_Your task_. Which lines run from the start of the data below to the line containing "pub mod replay;"? Set them down exactly, with none added.

#####

//! Transaction monitor library
//!
//! This crate provides the core functionality for:
//! - Ingesting the historical transaction log into per-minute status counts
//! - Building per-status mean / standard deviation baselines
//! - Classifying live status counts against the baseline
//! - Replaying the log as live Prometheus gauges
//! - Health checks and observability

pub mod anomaly;
pub mod error;
pub mod health;
pub mod ingest;
pub mod models;
pub mod observability;
pub mod replay;
pub mod service;

pub use anomaly::{
    AnomalyClassifier, Baseline, BaselineEstimator, StatusAnomaly, StatusBaseline, StatusPolicy,
};
pub use error::{MonitorError, Result};
pub use health::{
    Component, ComponentHealth, ComponentStatus, HealthRegistry, HealthResponse,
    ReadinessResponse,
};
pub use models::*;
pub use observability::{MonitorMetrics, StructuredLogger};
pub use service::{MonitoringService, MonitoringServiceBuilder};
//! Error types for the API client.

/// Errors that can occur when making API requests.
#[derive(thiserror::Error, Debug)]
pub enum Error {
    /// The configured base URL could not be combined into a request URL.
    #[error("Invalid base URL {base_url:?}")]
    InvalidBaseUrl {
        base_url: String,
        #[source]
        source: url::ParseError,
    },
    /// The request never produced a response (DNS, connect, TLS, timeout).
    #[error("Request failed")]
    Transport(#[source] reqwest::Error),
    /// The response body could not be read to the end.
    #[error("Failed to read response body")]
    Body(#[source] reqwest::Error),
    /// The response body was not a valid result set.
    #[error("Failed to decode response (status {status})")]
    Decode {
        status: u16,
        body: String,
        #[source]
        source: serde_json::Error,
    },
}
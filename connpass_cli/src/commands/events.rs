use anyhow::{bail, Context, Result};
use chrono::NaiveDate;
use clap::Args;
use connpass_api::types::{Event, EventID, SeriesID};
use connpass_api::{Client, EventQuery, Order, Query, Time};

use crate::output::{
    print_events_csv, print_events_markdown, print_events_table, print_json, OutputFormat,
};

/// Search filters shared by `events` and `url`.
#[derive(Args, Debug)]
pub struct FilterArgs {
    /// Event ID (repeatable, OR'd)
    #[arg(long = "event-id")]
    pub event_id: Vec<EventID>,

    /// Series ID (repeatable, OR'd)
    #[arg(long = "series-id")]
    pub series_id: Vec<SeriesID>,

    /// Keyword that must appear (repeatable, AND'd)
    #[arg(long)]
    pub keyword: Vec<String>,

    /// Keyword of which any may appear (repeatable, OR'd)
    #[arg(long = "keyword-or")]
    pub keyword_or: Vec<String>,

    /// Month the event is held in, YYYY-MM (repeatable)
    #[arg(long)]
    pub ym: Vec<Time>,

    /// Day the event is held on, YYYY-MM-DD (repeatable)
    #[arg(long)]
    pub date: Vec<NaiveDate>,

    /// Participant nickname (repeatable, OR'd)
    #[arg(long)]
    pub nickname: Vec<String>,

    /// Owner nickname (repeatable, OR'd)
    #[arg(long)]
    pub owner: Vec<String>,

    /// 1-based offset of the first result
    #[arg(long)]
    pub start: Option<u32>,

    /// Results per page (the API defaults to 10)
    #[arg(long)]
    pub count: Option<u32>,

    /// Sort order: update, start, create
    #[arg(long)]
    pub order: Option<Order>,
}

impl FilterArgs {
    pub fn to_query(&self) -> Result<EventQuery> {
        if let Some(day) = self.ym.iter().find(|t| t.is_day_precision()) {
            bail!(
                "--ym expects a month (YYYY-MM), got {:?}; use --date for a single day",
                day
            );
        }

        let mut query = EventQuery::default()
            .with_event_ids(&self.event_id)
            .with_series_ids(&self.series_id)
            .with_keywords(&self.keyword)
            .with_keywords_or(&self.keyword_or)
            .with_times(&self.ym)
            .with_nicknames(&self.nickname)
            .with_owner_nicknames(&self.owner);
        for date in &self.date {
            query = query.with_time(Time::from(*date));
        }
        if let Some(start) = self.start {
            query = query.with_start(start);
        }
        if let Some(count) = self.count {
            query = query.with_count(count);
        }
        if let Some(order) = self.order {
            query = query.with_order(order);
        }
        Ok(query)
    }
}

#[derive(Args, Debug)]
pub struct EventsArgs {
    #[command(flatten)]
    pub filter: FilterArgs,

    /// Keep fetching pages until every matching event has been read
    #[arg(long)]
    pub all: bool,

    /// Stop after this many pages when --all is set
    #[arg(long, requires = "all")]
    pub max_pages: Option<u32>,
}

pub async fn run(args: &EventsArgs, client: &Client, format: &OutputFormat) -> Result<()> {
    let mut query = args.filter.to_query()?;
    let events = collect_pages(client, &mut query, args.all, args.max_pages).await?;

    match format {
        OutputFormat::Table => print_events_table(&events),
        OutputFormat::Json => print_json(&events),
        OutputFormat::Csv => print_events_csv(&events)?,
        OutputFormat::Markdown => print_events_markdown(&events),
    }

    Ok(())
}

async fn collect_pages(
    client: &Client,
    query: &mut EventQuery,
    all: bool,
    max_pages: Option<u32>,
) -> Result<Vec<Event>> {
    let mut events = Vec::new();
    let mut pages = 0u32;
    loop {
        let resp = client
            .search(query)
            .await
            .with_context(|| format!("event search failed (start={:?})", query.common.start))?;
        pages += 1;

        match resp.end() {
            Some(end) => eprintln!(
                "Showing {}-{} of {} events",
                resp.start, end, resp.available
            ),
            None => eprintln!("No events on this page ({} available)", resp.available),
        }

        let next = resp.next_start();
        events.extend(resp.events);

        let Some(next) = next else { break };
        if !all || max_pages.is_some_and(|max| pages >= max) {
            if all {
                tracing::info!("Stopped after {} pages; next page starts at {}", pages, next);
            }
            break;
        }
        query.get_common().start = Some(next);
    }
    Ok(events)
}
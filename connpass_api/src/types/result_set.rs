use serde::{Deserialize, Serialize};

use super::Event;

/// One page of search results.
#[derive(Serialize, Deserialize, Clone, Debug, PartialEq)]
pub struct ResultSet {
    /// Number of events in this page.
    #[serde(rename = "results_returned")]
    pub returned: u32,

    /// Number of events matching the query across all pages.
    #[serde(rename = "results_available")]
    pub available: u32,

    /// 1-based offset of the first event in this page.
    #[serde(rename = "results_start")]
    pub start: u32,

    pub events: Vec<Event>,
}

impl ResultSet {
    /// Offset of the page after this one, or `None` if this was the last page.
    ///
    /// Offsets are 1-based, so the page after `start..start + returned` begins
    /// at `start + returned`, and nothing is left once that exceeds
    /// `available`. An empty page always ends the iteration.
    pub fn next_start(&self) -> Option<u32> {
        if self.returned == 0 {
            return None;
        }
        let next = self.start.checked_add(self.returned)?;
        if next > self.available {
            None
        } else {
            Some(next)
        }
    }

    /// Offset of the last event in this page, if any.
    pub fn end(&self) -> Option<u32> {
        (self.returned > 0).then(|| self.start.saturating_add(self.returned - 1))
    }
}
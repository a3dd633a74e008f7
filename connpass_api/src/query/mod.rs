mod common;
pub use self::common::{Order, Query, QueryCommon};

mod time;
pub use self::time::Time;

mod event;
pub use self::event::EventQuery;
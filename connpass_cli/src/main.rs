mod commands;
mod config;
mod output;

use anyhow::Result;
use clap::{Parser, Subcommand};

use crate::config::Config;
use crate::output::OutputFormat;

#[derive(Parser)]
#[command(name = "connpass")]
#[command(about = "Search events listed on connpass")]
struct Cli {
    /// Output format: table, json, csv or markdown
    #[arg(long, default_value = "table", global = true)]
    output: String,

    /// API base URL (defaults to $CONNPASS_BASE_URL, then https://connpass.com)
    #[arg(long, global = true)]
    base_url: Option<String>,

    /// Request timeout in seconds (defaults to $CONNPASS_TIMEOUT_SECS, then 30)
    #[arg(long, global = true)]
    timeout: Option<u64>,

    #[command(subcommand)]
    command: Commands,
}

#[derive(Subcommand)]
enum Commands {
    /// Search events
    Events(commands::events::EventsArgs),
    /// Print the request URL for a search without sending it
    Url(commands::events::FilterArgs),
}

#[tokio::main]
async fn main() -> Result<()> {
    dotenvy::dotenv().ok();

    tracing_subscriber::fmt()
        .with_env_filter(
            tracing_subscriber::EnvFilter::from_default_env()
                .add_directive("connpass=info".parse()?),
        )
        .with_target(false)
        .with_writer(std::io::stderr)
        .init();

    let cli = Cli::parse();
    let format = OutputFormat::parse(&cli.output);
    let config = Config::load(cli.base_url.as_deref(), cli.timeout)?;
    let client = config.client();

    match &cli.command {
        Commands::Events(args) => commands::events::run(args, &client, &format).await?,
        Commands::Url(args) => commands::url::run(args, &client)?,
    }

    Ok(())
}
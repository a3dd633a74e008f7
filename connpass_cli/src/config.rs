//! Runtime configuration: flags first, then environment (including `.env`).

use std::time::Duration;

use anyhow::{Context, Result};
use connpass_api::Client;

const BASE_URL_ENV: &str = "CONNPASS_BASE_URL";
const TIMEOUT_ENV: &str = "CONNPASS_TIMEOUT_SECS";

#[derive(Clone, Debug, PartialEq)]
pub struct Config {
    /// API host; `None` uses the production endpoint.
    pub base_url: Option<String>,
    pub timeout: Duration,
}

impl Config {
    /// Resolves configuration from command-line overrides and the process environment.
    pub fn load(base_url: Option<&str>, timeout_secs: Option<u64>) -> Result<Self> {
        Self::resolve(
            base_url,
            timeout_secs,
            std::env::var(BASE_URL_ENV).ok(),
            std::env::var(TIMEOUT_ENV).ok(),
        )
    }

    fn resolve(
        base_url: Option<&str>,
        timeout_secs: Option<u64>,
        env_base_url: Option<String>,
        env_timeout: Option<String>,
    ) -> Result<Self> {
        let base_url = base_url
            .map(|s| s.to_string())
            .or(env_base_url)
            .filter(|s| !s.trim().is_empty());
        let timeout_secs = match timeout_secs {
            Some(secs) => secs,
            None => match env_timeout {
                Some(raw) => raw
                    .trim()
                    .parse::<u64>()
                    .with_context(|| format!("{} must be a whole number of seconds", TIMEOUT_ENV))?,
                None => connpass_api::DEFAULT_TIMEOUT.as_secs(),
            },
        };
        Ok(Self {
            base_url,
            timeout: Duration::from_secs(timeout_secs),
        })
    }

    pub fn client(&self) -> Client {
        let client = match &self.base_url {
            Some(url) => Client::with_base_url(url),
            None => Client::new(),
        };
        client.with_timeout(self.timeout)
    }
}

#[cfg(test)]
mod tests {
    use super::*;

    #[test]
    fn defaults_to_production() {
        let config = Config::resolve(None, None, None, None).unwrap();
        assert_eq!(config.base_url, None);
        assert_eq!(config.timeout, Duration::from_secs(30));
        assert_eq!(config.client().base_url(), "https://connpass.com");
    }

    #[test]
    fn flags_override_environment() {
        let config = Config::resolve(
            Some("http://localhost:1234"),
            Some(5),
            Some("http://env.example".to_string()),
            Some("60".to_string()),
        )
        .unwrap();
        assert_eq!(config.base_url.as_deref(), Some("http://localhost:1234"));
        assert_eq!(config.timeout, Duration::from_secs(5));
    }

    #[test]
    fn environment_fills_missing_flags() {
        let config = Config::resolve(
            None,
            None,
            Some("http://env.example/".to_string()),
            Some(" 60 ".to_string()),
        )
        .unwrap();
        assert_eq!(config.client().base_url(), "http://env.example");
        assert_eq!(config.timeout, Duration::from_secs(60));
    }

    #[test]
    fn blank_base_url_is_ignored() {
        let config = Config::resolve(None, None, Some("  ".to_string()), None).unwrap();
        assert_eq!(config.base_url, None);
    }

    #[test]
    fn invalid_timeout_is_rejected() {
        let err = Config::resolve(None, None, None, Some("soon".to_string())).unwrap_err();
        assert!(err.to_string().contains(TIMEOUT_ENV));
    }
}
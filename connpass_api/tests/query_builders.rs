use connpass_api::{EventQuery, Order, Query, Time};
use url::Url;

fn base_url() -> Url {
    Url::parse("https://example.com/api/v1/event/").unwrap()
}

fn values(url: &Url, key: &str) -> Vec<String> {
    url.query_pairs()
        .filter(|(k, _)| k == key)
        .map(|(_, v)| v.into_owned())
        .collect()
}

fn keys(url: &Url) -> Vec<String> {
    url.query_pairs().map(|(k, _)| k.into_owned()).collect()
}

#[test]
fn event_query_defaults() {
    let url = EventQuery::default().add_to_url(&base_url());
    assert_eq!(url.query(), None);
    assert_eq!(url.as_str(), "https://example.com/api/v1/event/");
}

#[test]
fn event_query_basic_paging() {
    let url = EventQuery::default()
        .with_start(10)
        .with_count(100)
        .with_order(Order::Create)
        .add_to_url(&base_url());
    assert_eq!(values(&url, "start"), vec!["10"]);
    assert_eq!(values(&url, "count"), vec!["100"]);
    assert_eq!(values(&url, "order"), vec!["3"]);
    assert_eq!(keys(&url), vec!["start", "order", "count"]);
}

#[test]
fn event_query_explicit_zero_is_sent() {
    let url = EventQuery::default().with_count(0).add_to_url(&base_url());
    assert_eq!(values(&url, "count"), vec!["0"]);
}

#[test]
fn event_query_repeats_keywords_in_order() {
    let url = EventQuery::default()
        .with_keywords(&["test", "http"])
        .with_keywords_or(&["go", "golang"])
        .add_to_url(&base_url());
    let query = url.query().unwrap();
    assert!(query.contains("keyword=test&keyword=http"));
    assert!(query.contains("keyword_or=go&keyword_or=golang"));
    assert_eq!(values(&url, "keyword"), vec!["test", "http"]);
    assert_eq!(values(&url, "keyword_or"), vec!["go", "golang"]);
}

#[test]
fn event_query_splits_months_and_days() {
    let url = EventQuery::default()
        .with_times(&[
            Time::month(2015, 4),
            Time::month(2015, 3),
            Time::day(2015, 6, 26),
        ])
        .add_to_url(&base_url());
    assert_eq!(values(&url, "ym"), vec!["201504,201503"]);
    assert_eq!(values(&url, "ymd"), vec!["20150626"]);
}

#[test]
fn event_query_only_days() {
    let url = EventQuery::default()
        .with_time(Time::day(2024, 12, 1))
        .with_time(Time::day(2025, 1, 2))
        .add_to_url(&base_url());
    assert_eq!(values(&url, "ymd"), vec!["20241201,20250102"]);
    assert!(values(&url, "ym").is_empty());
}

#[test]
fn event_query_ignores_unset_times() {
    let url = EventQuery::default()
        .with_time(Time::month(0, 4))
        .with_time(Time::day(2015, 0, 26))
        .with_time(Time::month(2015, 5))
        .add_to_url(&base_url());
    assert_eq!(values(&url, "ym"), vec!["201505"]);
    assert!(values(&url, "ymd").is_empty());
}

#[test]
fn event_query_people_and_ids() {
    let url = EventQuery::default()
        .with_event_ids(&[42, 88])
        .with_series_id(999)
        .with_nicknames(&["hoge", "fuga"])
        .with_owner_nickname("foo")
        .add_to_url(&base_url());
    assert_eq!(values(&url, "event_id"), vec!["42", "88"]);
    assert_eq!(values(&url, "series_id"), vec!["999"]);
    assert_eq!(values(&url, "nickname"), vec!["hoge", "fuga"]);
    assert_eq!(values(&url, "owner_nickname"), vec!["foo"]);
}

#[test]
fn event_query_encodes_reserved_characters() {
    let url = EventQuery::default()
        .with_keyword("C&C++ = fun?")
        .add_to_url(&base_url());
    assert_eq!(values(&url, "keyword"), vec!["C&C++ = fun?"]);
    assert_eq!(keys(&url), vec!["keyword"]);
}

#[test]
fn event_query_round_trip() {
    let query = EventQuery::default()
        .with_event_ids(&[3, 1, 2])
        .with_keywords(&["東京", "rust", "東京"])
        .with_keywords_or(&["go", "golang"])
        .with_nicknames(&["b", "a"])
        .with_owner_nicknames(&["z", "y", "x"])
        .with_series_ids(&[10, 5]);
    let url = query.add_to_url(&base_url());

    let ints = |key: &str| -> Vec<i64> {
        values(&url, key)
            .iter()
            .map(|v| v.parse().unwrap())
            .collect()
    };
    assert_eq!(ints("event_id"), query.event_ids);
    assert_eq!(ints("series_id"), query.series_ids);
    assert_eq!(values(&url, "keyword"), query.keywords);
    assert_eq!(values(&url, "keyword_or"), query.keywords_or);
    assert_eq!(values(&url, "nickname"), query.nicknames);
    assert_eq!(values(&url, "owner_nickname"), query.owner_nicknames);
}

#[test]
fn event_query_pairs_match_url() {
    let query = EventQuery::default()
        .with_keyword("rust")
        .with_time(Time::month(2015, 4))
        .with_start(11);
    let pairs: Vec<(String, String)> = query
        .to_pairs()
        .into_iter()
        .map(|(k, v)| (k.to_string(), v))
        .collect();
    let parsed: Vec<(String, String)> = query
        .add_to_url(&base_url())
        .query_pairs()
        .into_owned()
        .collect();
    assert_eq!(pairs, parsed);
}

#[test]
fn event_query_builders_accept_owned_strings() {
    let keywords = vec!["rust".to_string(), "wasm".to_string()];
    let query = EventQuery::default().with_keywords(&keywords);
    assert_eq!(query.keywords, keywords);
}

#####

_Response for this exercise_.
//! Transaction monitor library
//!
//! This crate provides the core functionality for:
//! - Ingesting the historical transaction log into per-minute status counts
//! - Building per-status mean / standard deviation baselines
//! - Classifying live status counts against the baseline
//! - Replaying the log as live Prometheus gauges
//! - Health checks and observability

pub mod anomaly;
pub mod error;
pub mod health;
pub mod ingest;
pub mod models;
pub mod observability;
pub mod replay;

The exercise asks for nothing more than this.